Stored data
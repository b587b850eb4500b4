//! HTTP front end
//!
//! Accepts `POST` with a JSON body `{ "to", "subject", "template" }` on any
//! path, relays it through a [`Mailer`] and reports the outcome.
//!
//! | Case                              | Status | Body                                   |
//! |-----------------------------------|--------|----------------------------------------|
//! | session completed                 | 200    | `{"message": ..., "delivered": true}`  |
//! | session failed                    | 200    | `{"message": ..., "delivered": false}` |
//! | field absent, empty or not text   | 400    | `{"message": "Missing required parameters"}` |
//! | recipient not a mailbox           | 400    | `{"message": "Invalid recipient address"}`   |
//! | method other than POST or OPTIONS | 405    | `{"message": "Method Not Allowed"}`    |
//! | undecodable body, internal fault  | 500    | `{"message": "Internal Server Error"}` |
//!
//! `OPTIONS` answers 204 with an empty body. Every response carries
//! permissive CORS headers.

use axum::{
    Json, Router,
    body::Bytes,
    extract::State,
    http::{HeaderValue, StatusCode, header},
    middleware,
    response::{IntoResponse, Response},
    routing::{MethodRouter, post},
};
use serde::Serialize;
use serde_json::Value;
use thiserror::Error;
use tokio::net::TcpListener;
use tracing::{error, info, warn};

use crate::config::RelayConfig;
use crate::mailer::{EmailRequest, Mailer};
use crate::message::validate_address;
use crate::smtp::SessionOutcome;

pub const SENT_MESSAGE: &str = "Message has been sent";
pub const FAILED_MESSAGE_PREFIX: &str = "Message could not be sent. Mailer Error: ";

#[derive(Error, Debug)]
pub enum ApiError {
    #[error("Method Not Allowed")]
    MethodNotAllowed,

    #[error("Missing required parameters")]
    MissingParameters,

    #[error("Invalid recipient address")]
    InvalidRecipient,

    #[error("Internal Server Error")]
    MalformedBody(#[source] serde_json::Error),

    #[error("Internal Server Error")]
    Internal(String),
}

impl ApiError {
    pub fn status(&self) -> StatusCode {
        match self {
            ApiError::MethodNotAllowed => StatusCode::METHOD_NOT_ALLOWED,
            ApiError::MissingParameters | ApiError::InvalidRecipient => StatusCode::BAD_REQUEST,
            ApiError::MalformedBody(_) | ApiError::Internal(_) => {
                StatusCode::INTERNAL_SERVER_ERROR
            }
        }
    }
}

impl IntoResponse for ApiError {
    fn into_response(self) -> Response {
        match &self {
            ApiError::MalformedBody(e) => warn!("undecodable request body: {e}"),
            ApiError::Internal(e) => error!("request failed: {e}"),
            _ => {}
        }
        let body = ApiResponse {
            message: self.to_string(),
            delivered: None,
        };
        (self.status(), Json(body)).into_response()
    }
}

/// JSON body of every non-empty response
#[derive(Debug, Serialize)]
pub struct ApiResponse {
    pub message: String,
    #[serde(skip_serializing_if = "Option::is_none")]
    pub delivered: Option<bool>,
}

impl From<SessionOutcome> for ApiResponse {
    fn from(outcome: SessionOutcome) -> Self {
        match outcome {
            SessionOutcome::Sent => ApiResponse {
                message: SENT_MESSAGE.to_string(),
                delivered: Some(true),
            },
            SessionOutcome::Failed { reason } => ApiResponse {
                message: format!("{FAILED_MESSAGE_PREFIX}{reason}"),
                delivered: Some(false),
            },
        }
    }
}

/// Build the application. The endpoint answers on every path.
pub fn router(mailer: Mailer) -> Router {
    Router::new()
        .route("/", endpoint())
        .route("/*path", endpoint())
        .layer(middleware::map_response(allow_cross_origin))
        .with_state(mailer)
}

fn endpoint() -> MethodRouter<Mailer> {
    post(relay)
        .options(preflight)
        .fallback(method_not_allowed)
}

/// Serve the relay on `config.listen` until ctrl-c
pub async fn serve(config: RelayConfig) -> std::io::Result<()> {
    let listener = TcpListener::bind(config.listen).await?;
    info!("listening on {}", listener.local_addr()?);

    let app = router(Mailer::new(config.smtp));
    axum::serve(listener, app)
        .with_graceful_shutdown(shutdown_signal())
        .await
}

async fn shutdown_signal() {
    if let Err(e) = tokio::signal::ctrl_c().await {
        error!("failed to listen for shutdown signal: {e}");
        std::future::pending::<()>().await;
    }
    info!("shutting down");
}

async fn relay(State(mailer): State<Mailer>, body: Bytes) -> Result<Json<ApiResponse>, ApiError> {
    let request = parse_request(&body)?;
    info!(to = %request.recipient_address, "relaying message");

    let outcome = tokio::spawn(async move { mailer.send(&request).await })
        .await
        .map_err(|e| ApiError::Internal(e.to_string()))?;

    Ok(Json(outcome.into()))
}

async fn preflight() -> StatusCode {
    StatusCode::NO_CONTENT
}

async fn method_not_allowed() -> ApiError {
    ApiError::MethodNotAllowed
}

async fn allow_cross_origin(mut response: Response) -> Response {
    let headers = response.headers_mut();
    headers.insert(
        header::ACCESS_CONTROL_ALLOW_ORIGIN,
        HeaderValue::from_static("*"),
    );
    headers.insert(
        header::ACCESS_CONTROL_ALLOW_METHODS,
        HeaderValue::from_static("POST, OPTIONS"),
    );
    headers.insert(
        header::ACCESS_CONTROL_ALLOW_HEADERS,
        HeaderValue::from_static("Content-Type"),
    );
    response
}

/// Decode and check a request body without touching the network
pub fn parse_request(body: &[u8]) -> Result<EmailRequest, ApiError> {
    let value: Value = serde_json::from_slice(body).map_err(ApiError::MalformedBody)?;

    let (Some(to), Some(subject), Some(template)) = (
        required(&value, "to"),
        required(&value, "subject"),
        required(&value, "template"),
    ) else {
        return Err(ApiError::MissingParameters);
    };

    if let Err(e) = validate_address(to) {
        info!("rejecting recipient {to:?}: {e}");
        return Err(ApiError::InvalidRecipient);
    }

    Ok(EmailRequest::new(to, subject, template))
}

fn required<'a>(value: &'a Value, field: &str) -> Option<&'a str> {
    value
        .get(field)
        .and_then(Value::as_str)
        .filter(|s| !s.is_empty())
}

### Task to complete:
Your task is to list each line of the records with the word "derive".

### Response area:
#[derive(Error, Debug)]
#[derive(Debug, Serialize)]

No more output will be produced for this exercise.